In addition to the general demand, the new program is a response to changes in the media industry. “We’ve seen broadcast and print is on the wane, and internet journalism, blogosphere journalism, is on the rise,” Collins told me. “We won’t exclude anyone based on the nature of their news organization, but our emphasis will be on digital media-type journalists.”

It might also be a response to lawyers having to answer the same basic questions from journalists a few too many times, or seeing the same simple mistakes appear in print or on the air.

“Newsrooms are cut to the bone now and very often it’s the people who have experience that have taken buyouts and have gone away,” Bender said. “So we have in newsrooms all over the country people who don’t know a thing about the legal system and court system and are being asked to cover it.”

Said Collins: “I know from working with reporters over the years, you want to get it right and sometimes it’s difficult. I’ve often read about a case that I was trying and asked if [the reporter was] in the same courtroom that I was.”

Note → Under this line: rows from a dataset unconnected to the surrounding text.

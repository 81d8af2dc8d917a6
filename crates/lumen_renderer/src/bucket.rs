//! Bucket-based tile rendering.
//!
//! Divides the image into tiles (buckets) that are rendered
//! independently and in parallel using rayon.

use std::time::Instant;

use rayon::prelude::*;

use crate::renderer::{log_start, log_summary, sample_pixel, PixelBuffer, RenderConfig, Rgb};
use crate::{Camera, Scene};

/// A rectangular region of the image to render.
#[derive(Debug, Clone, Copy, PartialEq, Eq)]
pub struct Bucket {
    /// Column of the bucket's top-left corner
    pub x: u32,
    /// Row of the bucket's top-left corner
    pub y: u32,
    /// Width of the bucket in pixels
    pub width: u32,
    /// Height of the bucket in pixels
    pub height: u32,
    /// Index of this bucket in the render order
    pub index: usize,
}

impl Bucket {
    /// Create a new bucket.
    pub fn new(x: u32, y: u32, width: u32, height: u32, index: usize) -> Self {
        Self { x, y, width, height, index }
    }

    /// Get the total number of pixels in this bucket.
    pub fn pixel_count(&self) -> u32 {
        self.width * self.height
    }
}

/// Default bucket size in pixels.
pub const DEFAULT_BUCKET_SIZE: u32 = 64;

/// Generate buckets covering an image in row-major order.
///
/// Buckets on the right and bottom edges are cropped to the image.
/// A `bucket_size` of zero is treated as one.
pub fn generate_buckets(width: u32, height: u32, bucket_size: u32) -> Vec<Bucket> {
    let bucket_size = bucket_size.max(1);
    let mut buckets = Vec::new();
    let mut index = 0;

    let mut y = 0;
    while y < height {
        let mut x = 0;
        while x < width {
            let bw = bucket_size.min(width - x);
            let bh = bucket_size.min(height - y);
            buckets.push(Bucket::new(x, y, bw, bh, index));
            index += 1;
            x += bucket_size;
        }
        y += bucket_size;
    }

    buckets
}

/// Result of rendering a bucket.
#[derive(Debug, Clone)]
pub struct BucketResult {
    /// The bucket that was rendered
    pub bucket: Bucket,
    /// Pixel colors in row-major order
    pub pixels: Vec<Rgb>,
    /// Number of pixels whose color was NaN or infinite before clamping
    pub anomalies: usize,
}

impl BucketResult {
    /// Copy this bucket's pixels into their place in `image`.
    pub fn blit(&self, image: &mut PixelBuffer) {
        let width = self.bucket.width as usize;
        for (local_y, row) in self.pixels.chunks(width).enumerate() {
            for (local_x, rgb) in row.iter().enumerate() {
                image.set(
                    self.bucket.y + local_y as u32,
                    self.bucket.x + local_x as u32,
                    *rgb,
                );
            }
        }
    }
}

/// Render a single bucket.
///
/// Returns pixels in row-major order within the bucket.
pub fn render_bucket(
    bucket: &Bucket,
    camera: &Camera,
    scene: &Scene,
    config: &RenderConfig,
) -> BucketResult {
    let mut pixels = Vec::with_capacity(bucket.pixel_count() as usize);
    let mut anomalies = 0;

    for local_y in 0..bucket.height {
        for local_x in 0..bucket.width {
            let row = bucket.y + local_y;
            let col = bucket.x + local_x;
            let (rgb, degenerate) = sample_pixel(camera, scene, row, col, config);
            anomalies += degenerate as usize;
            pixels.push(rgb);
        }
    }

    log::debug!("Bucket {} done ({}x{} at {},{})", bucket.index, bucket.width, bucket.height, bucket.x, bucket.y);

    BucketResult {
        bucket: *bucket,
        pixels,
        anomalies,
    }
}

/// Render the entire scene, one bucket per rayon task.
///
/// Produces the same image as [`render`](crate::render).
pub fn render_parallel(camera: &Camera, scene: &Scene, config: &RenderConfig) -> PixelBuffer {
    log_start(camera, scene, "parallel");
    let start = Instant::now();

    let buckets = generate_buckets(camera.image_width(), camera.image_height(), config.bucket_size);
    let results: Vec<BucketResult> = buckets
        .par_iter()
        .map(|bucket| render_bucket(bucket, camera, scene, config))
        .collect();

    let mut image = PixelBuffer::new(camera.image_width(), camera.image_height());
    let mut anomalies = 0;
    for result in &results {
        result.blit(&mut image);
        anomalies += result.anomalies;
    }

    log_summary(camera, anomalies, start);
    image
}
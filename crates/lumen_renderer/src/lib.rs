//! Lumen renderer - CPU ray casting
//!
//! Renders spheres and axis-aligned boxes lit by point lights, with
//! Lambertian and Phong shading and hard shadows. One primary ray per
//! pixel, one shadow ray per light; no recursion and no acceleration
//! structure.

mod axis_box;
mod bucket;
mod camera;
mod hittable;
mod light;
mod renderer;
mod scene;
mod shader;
mod sphere;

pub use axis_box::AxisBox;
pub use bucket::{generate_buckets, render_bucket, render_parallel, Bucket, BucketResult, DEFAULT_BUCKET_SIZE};
pub use camera::{Camera, CameraError, CameraSettings};
pub use hittable::{Hit, Hittable};
pub use light::Light;
pub use renderer::{
    clamp_channel, color_to_rgb, ray_color, render, render_pixel, render_with_config, shade, PixelBuffer,
    RenderConfig, Rgb, BACKGROUND,
};
pub use scene::{PrimitiveRef, Scene, SceneHit};
pub use shader::{Color, Shader, DEFAULT_SHININESS};
pub use sphere::Sphere;

/// Re-export Vec3 and common math types from lumen_math
pub use lumen_math::{Interval, Ray, Vec3};
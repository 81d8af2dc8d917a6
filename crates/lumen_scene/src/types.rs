//! Raw scene document, as deserialized from XML.
//!
//! Every value is kept as text here; [`crate::loader`] turns it into
//! renderer types and reports malformed values with their element name.

use serde::Deserialize;

/// `<scene>` root element.
#[derive(Debug, Deserialize)]
pub struct SceneDocument {
    /// `<image>width height</image>`
    pub image: Option<String>,

    #[serde(default, rename = "camera")]
    pub cameras: Vec<CameraElement>,

    #[serde(default, rename = "shader")]
    pub shaders: Vec<ShaderElement>,

    #[serde(default, rename = "surface")]
    pub surfaces: Vec<SurfaceElement>,

    #[serde(default, rename = "light")]
    pub lights: Vec<LightElement>,
}

#[derive(Debug, Deserialize)]
#[serde(rename_all = "camelCase")]
pub struct CameraElement {
    pub view_point: Option<String>,
    pub view_dir: Option<String>,
    pub view_up: Option<String>,
    /// Accepted for compatibility; the view plane is always perpendicular
    /// to the view direction.
    pub proj_normal: Option<String>,
    pub proj_distance: Option<String>,
    pub view_width: Option<String>,
    pub view_height: Option<String>,
}

#[derive(Debug, Deserialize)]
#[serde(rename_all = "camelCase")]
pub struct ShaderElement {
    #[serde(rename = "@name")]
    pub name: String,
    #[serde(rename = "@type")]
    pub kind: String,
    pub diffuse_color: Option<String>,
    pub specular_color: Option<String>,
    pub exponent: Option<String>,
}

/// `<shader ref="..."/>` inside a surface.
#[derive(Debug, Deserialize)]
pub struct ShaderRef {
    #[serde(rename = "@ref")]
    pub name: String,
}

#[derive(Debug, Deserialize)]
#[serde(rename_all = "camelCase")]
pub struct SurfaceElement {
    #[serde(rename = "@type")]
    pub kind: String,
    pub shader: Option<ShaderRef>,
    pub center: Option<String>,
    pub radius: Option<String>,
    pub min_pt: Option<String>,
    pub max_pt: Option<String>,
}

#[derive(Debug, Deserialize)]
pub struct LightElement {
    pub position: Option<String>,
    pub intensity: Option<String>,
}
/// Values used for elements a scene description leaves out.
#[derive(Debug, Clone, PartialEq)]
pub struct SceneDefaults {
    pub view_dir: Vec3,
    pub view_up: Vec3,
    pub proj_distance: f32,
    pub view_width: f32,
    pub view_height: f32,
    pub light_intensity: Color,
    pub phong_exponent: f32,
}

impl Default for SceneDefaults {
    fn default() -> Self {
        Self {
            view_dir: Vec3::new(0.0, 0.0, -1.0),
            view_up: Vec3::new(0.0, 1.0, 0.0),
            proj_distance: 1.0,
            view_width: 1.0,
            view_height: 1.0,
            light_intensity: Color::ONE,
            phong_exponent: lumen_renderer::DEFAULT_SHININESS,
        }
    }
}

/// A camera and scene ready to render.
#[derive(Debug, Clone)]
pub struct LoadedScene {
    pub camera: Camera,
    pub scene: Scene,
}

/// Load a scene description from an XML file.
pub fn load_scene<P: AsRef<Path>>(path: P, defaults: &SceneDefaults) -> SceneResult<LoadedScene> {
    let path = path.as_ref();
    log::info!("Loading scene from: {:?}", path);

    let xml = std::fs::read_to_string(path)?;
    load_scene_from_str(&xml, defaults)
}

/// Load a scene description from XML text.
pub fn load_scene_from_str(xml: &str, defaults: &SceneDefaults) -> SceneResult<LoadedScene> {
    let document = parse_document(xml)?;
    let loaded = build(&document, defaults)?;

    log::info!(
        "Loaded scene: {}x{}, {} spheres, {} boxes, {} lights",
        loaded.camera.image_width(),
        loaded.camera.image_height(),
        loaded.scene.spheres().len(),
        loaded.scene.boxes().len(),
        loaded.scene.lights().len()
    );
    Ok(loaded)
}

fn build(document: &SceneDocument, defaults: &SceneDefaults) -> SceneResult<LoadedScene> {
    let image = document.image.as_deref().ok_or(SceneError::MissingElement {
        element: "image",
        context: "scene".to_string(),
    })?;
    let (width, height) = parse_image_size(image)?;

    if document.cameras.len() > 1 {
        log::warn!("Scene has {} cameras, using the last one", document.cameras.len());
    }
    let camera_element = document.cameras.last().ok_or(SceneError::MissingCamera)?;
    let camera = build_camera(camera_element, width, height, defaults)?;

    let shaders = build_shaders(&document.shaders, defaults)?;

    let mut scene = Scene::new();
    for (index, surface) in document.surfaces.iter().enumerate() {
        add_surface(&mut scene, surface, index, &shaders)?;
    }
    for (index, light) in document.lights.iter().enumerate() {
        scene.add_light(build_light(light, index, defaults)?);
    }

    Ok(LoadedScene { camera, scene })
}

fn optional_vec3(element: &str, text: Option<&String>, default: Vec3) -> SceneResult<Vec3> {
    text.map_or(Ok(default), |t| parse_vec3(element, t))
}

fn optional_scalar(element: &str, text: Option<&String>, default: f32) -> SceneResult<f32> {
    text.map_or(Ok(default), |t| parse_scalar(element, t))
}
//! Surface reflectance: Lambertian diffuse plus a Phong specular lobe.

use lumen_math::Vec3;

/// Color type alias (linear RGB, nominally 0-1 but not clamped)
pub type Color = Vec3;

/// Shininess used when a shader does not specify one.
pub const DEFAULT_SHININESS: f32 = 50.0;

/// Reflectance parameters shared by every primitive that references them.
///
/// Shaders are immutable once built; primitives hold them through an
/// `Arc` so one material can back many surfaces.
#[derive(Debug, Clone, PartialEq)]
pub struct Shader {
    /// Name from the scene description, if any
    pub name: Option<String>,
    /// Diffuse color
    pub diffuse: Color,
    /// Specular color (zero for purely diffuse surfaces)
    pub specular: Color,
    /// Phong exponent
    pub shininess: f32,
}

impl Shader {
    /// Diffuse-only shader.
    pub fn lambertian(diffuse: Color) -> Self {
        Self {
            name: None,
            diffuse,
            specular: Color::ZERO,
            shininess: DEFAULT_SHININESS,
        }
    }

    /// Diffuse shader with a specular highlight.
    pub fn phong(diffuse: Color, specular: Color, shininess: f32) -> Self {
        Self {
            name: None,
            diffuse,
            specular,
            shininess,
        }
    }

    /// Attach a name for diagnostics.
    pub fn with_name(mut self, name: impl Into<String>) -> Self {
        self.name = Some(name.into());
        self
    }

    /// Radiance reflected toward the viewer from one unoccluded light.
    ///
    /// `light_vec`, `view_dir` and `normal` must be unit vectors; `light_vec`
    /// points from the surface to the light and `view_dir` from the surface
    /// back to the eye.
    pub fn radiance(&self, light_vec: Vec3, view_dir: Vec3, normal: Vec3, intensity: Color) -> Color {
        let diffuse = self.diffuse * intensity * light_vec.dot(normal).max(0.0);

        // Opposite light and view directions leave the half vector undefined
        let specular = match (light_vec + view_dir).try_normalize() {
            Some(half) => {
                self.specular * intensity * half.dot(normal).max(0.0).powf(self.shininess)
            }
            None => Color::ZERO,
        };

        diffuse + specular
    }
}

#[cfg(test)]
mod tests {
    use super::*;

    #[test]
    fn test_lambertian_defaults() {
        let shader = Shader::lambertian(Color::new(0.2, 0.3, 0.8));
        assert_eq!(shader.specular, Color::ZERO);
        assert_eq!(shader.shininess, 50.0);
        assert!(shader.name.is_none());
    }

    #[test]
    fn test_diffuse_follows_cosine() {
        let shader = Shader::lambertian(Color::ONE);
        let normal = Vec3::Z;

        let head_on = shader.radiance(Vec3::Z, Vec3::Z, normal, Color::ONE);
        assert!((head_on - Color::ONE).length() < 1e-6);

        let tilted_dir = Vec3::new(1.0, 0.0, 1.0).normalize();
        let tilted = shader.radiance(tilted_dir, Vec3::Z, normal, Color::ONE);
        let expected = std::f32::consts::FRAC_1_SQRT_2;
        assert!((tilted.x - expected).abs() < 1e-6);
    }

    #[test]
    fn test_light_behind_surface_contributes_nothing() {
        let shader = Shader::phong(Color::ONE, Color::ONE, 10.0);
        let color = shader.radiance(-Vec3::Z, Vec3::Z, Vec3::Z, Color::ONE);
        assert_eq!(color, Color::ZERO);
    }

    #[test]
    fn test_specular_peaks_on_mirror_direction() {
        let shader = Shader::phong(Color::ZERO, Color::new(1.0, 0.5, 0.25), 20.0);
        let normal = Vec3::Y;
        let light = Vec3::new(1.0, 1.0, 0.0).normalize();
        let mirror = Vec3::new(-1.0, 1.0, 0.0).normalize();

        // Half vector equals the normal, so the lobe is at full strength
        let peak = shader.radiance(light, mirror, normal, Color::splat(2.0));
        assert!((peak - Color::new(2.0, 1.0, 0.5)).length() < 1e-5);

        let off = shader.radiance(light, Vec3::new(0.0, 0.2, 1.0).normalize(), normal, Color::splat(2.0));
        assert!(off.x < peak.x);
    }

    #[test]
    fn test_intensity_scales_per_channel() {
        let shader = Shader::lambertian(Color::new(0.5, 0.5, 0.5));
        let color = shader.radiance(Vec3::Z, Vec3::Z, Vec3::Z, Color::new(1.0, 2.0, 0.0));
        assert!((color - Color::new(0.5, 1.0, 0.0)).length() < 1e-6);
    }

    #[test]
    fn test_opposite_light_and_view_skip_specular() {
        let shader = Shader::phong(Color::ZERO, Color::ONE, 50.0);
        let color = shader.radiance(Vec3::X, -Vec3::X, Vec3::Y, Color::ONE);
        assert_eq!(color, Color::ZERO);
        assert!(color.is_finite());
    }
}
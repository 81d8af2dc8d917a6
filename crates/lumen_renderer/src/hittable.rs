//! Hittable trait and Hit record for ray-primitive intersection.

use lumen_math::{Interval, Ray, Vec3};

/// Record of a ray-primitive intersection.
#[derive(Debug, Clone, Copy, PartialEq)]
pub struct Hit {
    /// Parameter t where the intersection occurs, in units of the ray direction
    pub t: f32,
    /// Point of intersection
    pub point: Vec3,
    /// Outward surface normal at the intersection (not necessarily unit length)
    pub normal: Vec3,
}

/// Trait for primitives that can be hit by rays.
///
/// Implemented by exactly [`Sphere`](crate::Sphere) and [`AxisBox`](crate::AxisBox).
pub trait Hittable: Send + Sync {
    /// Find the nearest intersection whose `t` lies strictly inside `ray_t`.
    fn intersect(&self, ray: &Ray, ray_t: Interval) -> Option<Hit>;
}
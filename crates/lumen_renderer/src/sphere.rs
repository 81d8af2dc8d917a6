//! Sphere primitive for ray casting.

use std::sync::Arc;

use crate::{
    hittable::{Hit, Hittable},
    Shader,
};
use lumen_math::{Interval, Ray, Vec3};

/// A sphere primitive.
#[derive(Debug, Clone)]
pub struct Sphere {
    center: Vec3,
    radius: f32,
    shader: Arc<Shader>,
}

impl Sphere {
    /// Create a new sphere. Negative radii are clamped to zero.
    pub fn new(center: Vec3, radius: f32, shader: Arc<Shader>) -> Self {
        Self {
            center,
            radius: radius.max(0.0),
            shader,
        }
    }

    pub fn center(&self) -> Vec3 {
        self.center
    }

    pub fn radius(&self) -> f32 {
        self.radius
    }

    pub fn shader(&self) -> &Arc<Shader> {
        &self.shader
    }
}

impl Hittable for Sphere {
    fn intersect(&self, ray: &Ray, ray_t: Interval) -> Option<Hit> {
        let oc = ray.origin() - self.center;
        let a = ray.direction().length_squared();
        if a == 0.0 {
            return None;
        }
        let b = oc.dot(ray.direction());
        let c = oc.length_squared() - self.radius * self.radius;

        let discriminant = b * b - a * c;
        if discriminant < 0.0 {
            return None;
        }

        let sqrtd = discriminant.sqrt();

        // Find the nearest root in the acceptable range
        let mut root = (-b - sqrtd) / a;
        if !ray_t.surrounds(root) {
            root = (-b + sqrtd) / a;
            if !ray_t.surrounds(root) {
                return None;
            }
        }

        let point = ray.at(root);
        Some(Hit {
            t: root,
            point,
            normal: point - self.center,
        })
    }
}

#[cfg(test)]
mod tests {
    use super::*;

    fn grey() -> Arc<Shader> {
        Arc::new(Shader::lambertian(Vec3::splat(0.5)))
    }

    #[test]
    fn test_sphere_hit_head_on() {
        let radius = 2.0;
        let sphere = Sphere::new(Vec3::ZERO, radius, grey());
        let ray = Ray::new(Vec3::new(0.0, 0.0, 10.0), Vec3::new(0.0, 0.0, -1.0));

        let hit = sphere.intersect(&ray, Interval::FORWARD).expect("ray should hit");
        assert_eq!(hit.t, 10.0 - radius);
        assert_eq!(hit.point, Vec3::new(0.0, 0.0, radius));
        // Normal is left unnormalized: hit point minus center
        assert_eq!(hit.normal, Vec3::new(0.0, 0.0, radius));
    }

    #[test]
    fn test_sphere_miss() {
        let sphere = Sphere::new(Vec3::ZERO, 1.0, grey());

        // Offset 1.5 from the axis, radius 1
        let ray = Ray::new(Vec3::new(1.5, 0.0, 10.0), Vec3::new(0.0, 0.0, -1.0));
        assert!(sphere.intersect(&ray, Interval::FORWARD).is_none());
    }

    #[test]
    fn test_t_scales_with_direction_length() {
        let sphere = Sphere::new(Vec3::ZERO, 1.0, grey());
        let ray = Ray::new(Vec3::new(0.0, 0.0, 10.0), Vec3::new(0.0, 0.0, -4.0));

        let hit = sphere.intersect(&ray, Interval::FORWARD).unwrap();
        assert!((hit.t - 9.0 / 4.0).abs() < 1e-6);
        assert!((hit.point - Vec3::new(0.0, 0.0, 1.0)).length() < 1e-5);
    }

    #[test]
    fn test_sphere_behind_origin_is_not_hit() {
        let sphere = Sphere::new(Vec3::new(0.0, 0.0, 5.0), 1.0, grey());
        let ray = Ray::new(Vec3::ZERO, Vec3::new(0.0, 0.0, -1.0));
        assert!(sphere.intersect(&ray, Interval::FORWARD).is_none());
    }

    #[test]
    fn test_origin_inside_uses_far_root() {
        let sphere = Sphere::new(Vec3::ZERO, 3.0, grey());
        let ray = Ray::new(Vec3::ZERO, Vec3::X);

        let hit = sphere.intersect(&ray, Interval::FORWARD).unwrap();
        assert!((hit.t - 3.0).abs() < 1e-6);
        assert!((hit.normal - Vec3::new(3.0, 0.0, 0.0)).length() < 1e-5);
    }

    #[test]
    fn test_surface_origin_skips_self_hit_with_bias() {
        let sphere = Sphere::new(Vec3::ZERO, 1.0, grey());
        let surface_point = Vec3::new(0.0, 1.0, 0.0);
        let ray = Ray::new(surface_point, Vec3::new(0.3, 1.0, 0.2));

        assert!(sphere.intersect(&ray, Interval::new(1e-3, f32::INFINITY)).is_none());
    }

    #[test]
    fn test_negative_radius_clamped() {
        let sphere = Sphere::new(Vec3::ZERO, -1.0, grey());
        assert_eq!(sphere.radius(), 0.0);
    }

    #[test]
    fn test_zero_direction_never_hits() {
        let sphere = Sphere::new(Vec3::ZERO, 1.0, grey());
        let ray = Ray::new(Vec3::new(0.0, 0.0, 5.0), Vec3::ZERO);
        assert!(sphere.intersect(&ray, Interval::FORWARD).is_none());
    }
}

Corey Hutchins is CJR’s correspondent based in Colorado, where he teaches journalism at Colorado College. A former alt-weekly reporter in South Carolina, he was twice named journalist of the year in the weekly division by the SC Press Association. Hutchins writes about politics and media for the Colorado Independent and worked on the State Integrity Investigation at the Center for Public Integrity; he has contributed to Slate, The Nation, the Washington Post, and others. Follow him on Twitter @coreyhutchins or email him at coreyhutchins@gmail.com.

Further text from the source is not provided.